**** Records provided ****
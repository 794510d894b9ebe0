use std::sync::Arc;

use rayon::prelude::*;
use socialspot_data::{Coordinate, Item};
use tracing::debug;

use super::SearchHit;
use crate::geo::distance_miles;

/// Exact radius cut. Geohash bounds over-select; this is the authoritative
/// location filter.
#[derive(Debug, Clone, Copy, PartialEq)]
pub struct ProximityFilter {
    pub center: Coordinate,
    pub radius_miles: f64,
}

impl ProximityFilter {
    pub fn new(center: Coordinate, radius_miles: f64) -> Self {
        Self {
            center,
            radius_miles,
        }
    }

    /// Distance from the center if `item` lies within the radius.
    ///
    /// Items without usable coordinates never match.
    pub fn distance_if_within(&self, item: &Item) -> Option<f64> {
        let coordinates = item.coordinates().filter(Coordinate::is_valid)?;
        let distance = distance_miles(self.center, coordinates);
        (distance <= self.radius_miles).then_some(distance)
    }

    /// Keep the candidates inside the radius, in input order, each paired with
    /// its unrounded distance.
    pub fn apply(&self, candidates: &[Arc<Item>]) -> Vec<SearchHit> {
        let hits: Vec<SearchHit> = candidates
            .par_iter()
            .filter_map(|item| {
                self.distance_if_within(item)
                    .map(|d| SearchHit::new(Arc::clone(item), Some(d)))
            })
            .collect();
        debug!(
            candidates = candidates.len(),
            within = hits.len(),
            radius_miles = self.radius_miles,
            "Applied radius cut"
        );
        hits
    }
}
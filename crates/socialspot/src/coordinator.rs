//! Per-screen search orchestration and result state.
//!
//! The coordinator owns the candidate set, runs the pipeline on every query
//! change and exposes the current results plus a loading/error state.
//! Concurrent searches are ordered by a monotonic request sequence number: a
//! result is applied only if no newer request has already applied one.

use std::sync::{
    Arc,
    atomic::{AtomicU64, Ordering},
};

use chrono::{Local, NaiveDate};
use parking_lot::Mutex;
use socialspot_data::{
    Coordinate, DocumentStore, Item, LocationError, LocationProvider, ZipResolver, load_catalog,
};
use tracing::{debug, info, instrument, warn};

use crate::{
    config::{CoordinatorConfig, SearchMode},
    error::Result,
    geo::{miles_to_meters, query_bounds_with_precision},
    search::{
        CandidateFetcher, LocationRequest, ResolvedLocation, SearchHit, SearchQuery, SearchError,
        resolve_location, run_pipeline, unique_categories, unique_event_types,
    },
};

#[derive(Debug, Clone, Copy, Default, PartialEq, Eq)]
#[cfg_attr(feature = "serde", derive(serde::Serialize, serde::Deserialize))]
pub enum SearchState {
    #[default]
    Idle,
    Loading,
    Ready,
    /// The last request failed; results are the last-known-good set.
    Error,
}

/// Point-in-time view of the coordinator for the UI layer.
#[derive(Debug, Clone)]
pub struct SearchSnapshot {
    pub state: SearchState,
    pub results: Arc<Vec<SearchHit>>,
    /// Query that produced `results`.
    pub query: SearchQuery,
    pub error: Option<String>,
    /// Results came from a fetch where some bound queries failed.
    pub degraded: bool,
    /// Sequence number of the request whose outcome is shown.
    pub sequence: u64,
}

type Candidates = Arc<Vec<Arc<Item>>>;
type GeoKey = (Coordinate, f64);
type Clock = Arc<dyn Fn() -> NaiveDate + Send + Sync>;

#[derive(Debug, Default)]
struct Inner {
    state: SearchState,
    catalog: Option<Candidates>,
    geo_candidates: Option<(GeoKey, Candidates, bool)>,
    results: Arc<Vec<SearchHit>>,
    query: SearchQuery,
    error: Option<String>,
    degraded: bool,
    applied: u64,
}

impl Inner {
    fn snapshot(&self) -> SearchSnapshot {
        SearchSnapshot {
            state: self.state,
            results: Arc::clone(&self.results),
            query: self.query.clone(),
            error: self.error.clone(),
            degraded: self.degraded,
            sequence: self.applied,
        }
    }
}

/// Where a search takes its candidates from.
enum Source {
    Catalog,
    Geo(GeoKey),
}

pub struct SearchCoordinator<S> {
    store: S,
    config: CoordinatorConfig,
    zips: ZipResolver,
    location: Option<Arc<dyn LocationProvider>>,
    clock: Clock,
    sequence: AtomicU64,
    inner: Mutex<Inner>,
}

impl<S> std::fmt::Debug for SearchCoordinator<S> {
    fn fmt(&self, f: &mut std::fmt::Formatter<'_>) -> std::fmt::Result {
        f.debug_struct("SearchCoordinator")
            .field("config", &self.config)
            .field("sequence", &self.sequence)
            .field("inner", &self.inner)
            .finish_non_exhaustive()
    }
}

impl<S: DocumentStore> SearchCoordinator<S> {
    pub fn new(store: S, config: CoordinatorConfig) -> Self {
        Self {
            store,
            config,
            zips: ZipResolver::new(),
            location: None,
            clock: Arc::new(|| Local::now().date_naive()),
            sequence: AtomicU64::new(0),
            inner: Mutex::new(Inner::default()),
        }
    }

    pub fn with_zip_resolver(mut self, zips: ZipResolver) -> Self {
        self.zips = zips;
        self
    }

    pub fn with_location_provider(mut self, provider: Arc<dyn LocationProvider>) -> Self {
        self.location = Some(provider);
        self
    }

    /// Replace the source of "today" used by the event date window.
    pub fn with_clock(mut self, clock: impl Fn() -> NaiveDate + Send + Sync + 'static) -> Self {
        self.clock = Arc::new(clock);
        self
    }

    pub fn config(&self) -> &CoordinatorConfig {
        &self.config
    }

    pub fn store(&self) -> &S {
        &self.store
    }

    pub fn snapshot(&self) -> SearchSnapshot {
        self.inner.lock().snapshot()
    }

    pub fn state(&self) -> SearchState {
        self.inner.lock().state
    }

    pub fn results(&self) -> Arc<Vec<SearchHit>> {
        Arc::clone(&self.inner.lock().results)
    }

    /// Display categories present in the candidates currently held.
    pub fn categories(&self) -> Vec<String> {
        self.held_candidates()
            .map(|c| unique_categories(&c))
            .unwrap_or_default()
    }

    pub fn event_types(&self) -> Vec<String> {
        self.held_candidates()
            .map(|c| unique_event_types(&c))
            .unwrap_or_default()
    }

    fn held_candidates(&self) -> Option<Candidates> {
        let inner = self.inner.lock();
        inner
            .catalog
            .clone()
            .or_else(|| inner.geo_candidates.as_ref().map(|(_, c, _)| Arc::clone(c)))
    }

    fn next_sequence(&self) -> u64 {
        self.sequence.fetch_add(1, Ordering::SeqCst) + 1
    }

    fn mark_loading(&self, seq: u64) {
        let mut inner = self.inner.lock();
        if seq > inner.applied {
            inner.state = SearchState::Loading;
        }
    }

    /// Record a failure unless a newer request has already been applied.
    fn fail(&self, seq: u64, error: &SearchError) {
        let mut inner = self.inner.lock();
        if seq > inner.applied {
            warn!(seq, error = %error, "Search failed, keeping previous results");
            inner.state = SearchState::Error;
            inner.error = Some(error.to_string());
            inner.applied = seq;
        } else {
            debug!(seq, applied = inner.applied, "Ignoring failure of superseded search");
        }
    }

    /// Run the pipeline and publish the result if `seq` is still the newest.
    fn apply(
        &self,
        seq: u64,
        query: SearchQuery,
        candidates: &Candidates,
        degraded: bool,
        store_candidates: impl FnOnce(&mut Inner),
    ) -> SearchSnapshot {
        let results = run_pipeline(candidates, &query, (self.clock)());
        let mut inner = self.inner.lock();
        if seq <= inner.applied {
            debug!(seq, applied = inner.applied, "Discarding superseded search result");
            return inner.snapshot();
        }
        store_candidates(&mut *inner);
        inner.results = Arc::new(results);
        inner.query = query;
        inner.state = SearchState::Ready;
        inner.error = None;
        inner.degraded = degraded;
        inner.applied = seq;
        inner.snapshot()
    }

    async fn fetch_catalog(&self) -> std::result::Result<Candidates, SearchError> {
        let items = load_catalog(
            &self.store,
            self.config.kind,
            &self.config.collection,
            self.config.page_size,
        )
        .await?;
        Ok(Arc::new(items))
    }

    /// Load the full collection and show it filtered by the current query.
    ///
    /// On failure the state becomes [`SearchState::Error`] and the previous
    /// results stay visible.
    #[instrument(name = "Load Catalog", level = "info", skip(self), fields(collection = %self.config.collection))]
    pub async fn load_catalog(&self) -> Result<SearchSnapshot> {
        let seq = self.next_sequence();
        self.mark_loading(seq);
        let query = self.inner.lock().query.clone();

        match self.fetch_catalog().await {
            Ok(catalog) => {
                info!(items = catalog.len(), "Catalog loaded");
                let stored = Arc::clone(&catalog);
                Ok(self.apply(seq, query, &catalog, false, move |inner| {
                    inner.catalog = Some(stored);
                }))
            }
            Err(e) => {
                self.fail(seq, &e);
                Err(e.into())
            }
        }
    }

    /// User-initiated retry: drop held candidates and rerun the current query.
    pub async fn refresh(&self) -> Result<SearchSnapshot> {
        let query = {
            let mut inner = self.inner.lock();
            inner.geo_candidates = None;
            inner.query.clone()
        };
        match self.config.mode {
            SearchMode::Catalog => self.load_catalog().await,
            SearchMode::GeoQuery => {
                self.inner.lock().catalog = None;
                self.search(query).await
            }
        }
    }

    fn source_for(&self, query: &SearchQuery) -> Source {
        match (self.config.mode, query.geo_key()) {
            (SearchMode::GeoQuery, Some(key)) => Source::Geo(key),
            _ => Source::Catalog,
        }
    }

    /// Recompute the result set for `query`.
    ///
    /// Attribute-only changes reuse the held candidates and complete without a
    /// loading state. A store query is issued only when no catalog is held yet
    /// or, in [`SearchMode::GeoQuery`], when the center or radius changed.
    #[instrument(name = "Search", level = "info", skip_all, fields(located = query.has_location_filter()))]
    pub async fn search(&self, query: SearchQuery) -> Result<SearchSnapshot> {
        let seq = self.next_sequence();
        let source = self.source_for(&query);

        let held = {
            let inner = self.inner.lock();
            match &source {
                Source::Catalog => inner.catalog.clone().map(|c| (c, false)),
                Source::Geo(key) => inner
                    .geo_candidates
                    .as_ref()
                    .filter(|(held_key, _, _)| held_key == key)
                    .map(|(_, c, degraded)| (Arc::clone(c), *degraded)),
            }
        };
        if let Some((candidates, degraded)) = held {
            debug!(seq, candidates = candidates.len(), "Reusing held candidates");
            return Ok(self.apply(seq, query, &candidates, degraded, |_| {}));
        }

        self.mark_loading(seq);
        let fetched = match source {
            Source::Catalog => self.fetch_catalog().await.map(|c| (c, false, None)),
            Source::Geo(key) => self.fetch_near(key).await.map(|(c, d)| (c, d, Some(key))),
        };

        match fetched {
            Ok((candidates, degraded, geo_key)) => {
                let stored = Arc::clone(&candidates);
                Ok(self.apply(seq, query, &candidates, degraded, move |inner| match geo_key {
                    Some(key) => inner.geo_candidates = Some((key, stored, degraded)),
                    None => inner.catalog = Some(stored),
                }))
            }
            Err(e) => {
                self.fail(seq, &e);
                Err(e.into())
            }
        }
    }

    async fn fetch_near(&self, (center, radius_miles): GeoKey) -> std::result::Result<(Candidates, bool), SearchError> {
        let bounds = query_bounds_with_precision(
            center,
            miles_to_meters(radius_miles),
            self.config.storage_precision,
        )?;
        debug!(bounds = ?bounds, "Querying geohash bounds");
        let outcome = CandidateFetcher::new(self.config.kind, self.config.max_per_bound)
            .with_collection(self.config.collection.as_str())
            .with_policy(self.config.fetch_policy)
            .fetch(&self.store, &bounds)
            .await?;
        Ok((Arc::new(outcome.items), outcome.degraded))
    }

    /// Resolve `request` into a search center and run `query` around it.
    ///
    /// An unknown ZIP code searches around the regional center. A denied or
    /// unavailable device position runs the search with no location filter. A
    /// code that is not five digits is rejected without touching the store or
    /// the current results.
    pub async fn search_at(
        &self,
        request: &LocationRequest,
        query: SearchQuery,
    ) -> Result<(ResolvedLocation, SearchSnapshot)> {
        let resolved = match (&self.location, request) {
            (Some(provider), _) => resolve_location(request, &self.zips, provider.as_ref()).await,
            (None, LocationRequest::CurrentPosition) => {
                let error = LocationError::PositionUnavailable("no location provider configured".to_string());
                warn!(error = %error, "Searching without location filter");
                ResolvedLocation::Unavailable(error)
            }
            (None, _) => resolve_location(request, &self.zips, &NoLocation).await,
        };
        if let ResolvedLocation::InvalidZip(zip) = &resolved {
            return Err(SearchError::InvalidQuery(format!("'{zip}' is not a 5-digit ZIP code")).into());
        }
        let query = SearchQuery {
            center: resolved.center(),
            ..query
        };
        let snapshot = self.search(query).await?;
        Ok((resolved, snapshot))
    }
}

/// Provider used when none is configured. Only reached for non-device requests.
struct NoLocation;

#[async_trait::async_trait]
impl LocationProvider for NoLocation {
    async fn current_coordinates(&self) -> std::result::Result<Coordinate, LocationError> {
        Err(LocationError::PositionUnavailable(
            "no location provider configured".to_string(),
        ))
    }
}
****
# [Brief]
Beginning with the first line of the entries, repeat each line exactly until you have reproduced the one containing "filename crates/socialspot/src/coordinator.rs", and add nothing further.

# [Solution to this exercise]
repository 794510d894b9ebe0
use std::sync::Arc;

use rayon::prelude::*;
use socialspot_data::{Coordinate, Item};
use tracing::debug;

use super::SearchHit;
use crate::geo::distance_miles;

/// Exact radius cut. Geohash bounds over-select; this is the authoritative
/// location filter.
#[derive(Debug, Clone, Copy, PartialEq)]
pub struct ProximityFilter {
    pub center: Coordinate,
    pub radius_miles: f64,
}

impl ProximityFilter {
    pub fn new(center: Coordinate, radius_miles: f64) -> Self {
        Self {
            center,
            radius_miles,
        }
    }

    /// Distance from the center if `item` lies within the radius.
    ///
    /// Items without usable coordinates never match.
    pub fn distance_if_within(&self, item: &Item) -> Option<f64> {
        let coordinates = item.coordinates().filter(Coordinate::is_valid)?;
        let distance = distance_miles(self.center, coordinates);
        (distance <= self.radius_miles).then_some(distance)
    }

    /// Keep the candidates inside the radius, in input order, each paired with
    /// its unrounded distance.
    pub fn apply(&self, candidates: &[Arc<Item>]) -> Vec<SearchHit> {
        let hits: Vec<SearchHit> = candidates
            .par_iter()
            .filter_map(|item| {
                self.distance_if_within(item)
                    .map(|d| SearchHit::new(Arc::clone(item), Some(d)))
            })
            .collect();
        debug!(
            candidates = candidates.len(),
            within = hits.len(),
            radius_miles = self.radius_miles,
            "Applied radius cut"
        );
        hits
    }
}
filename crates/socialspot/src/coordinator.rs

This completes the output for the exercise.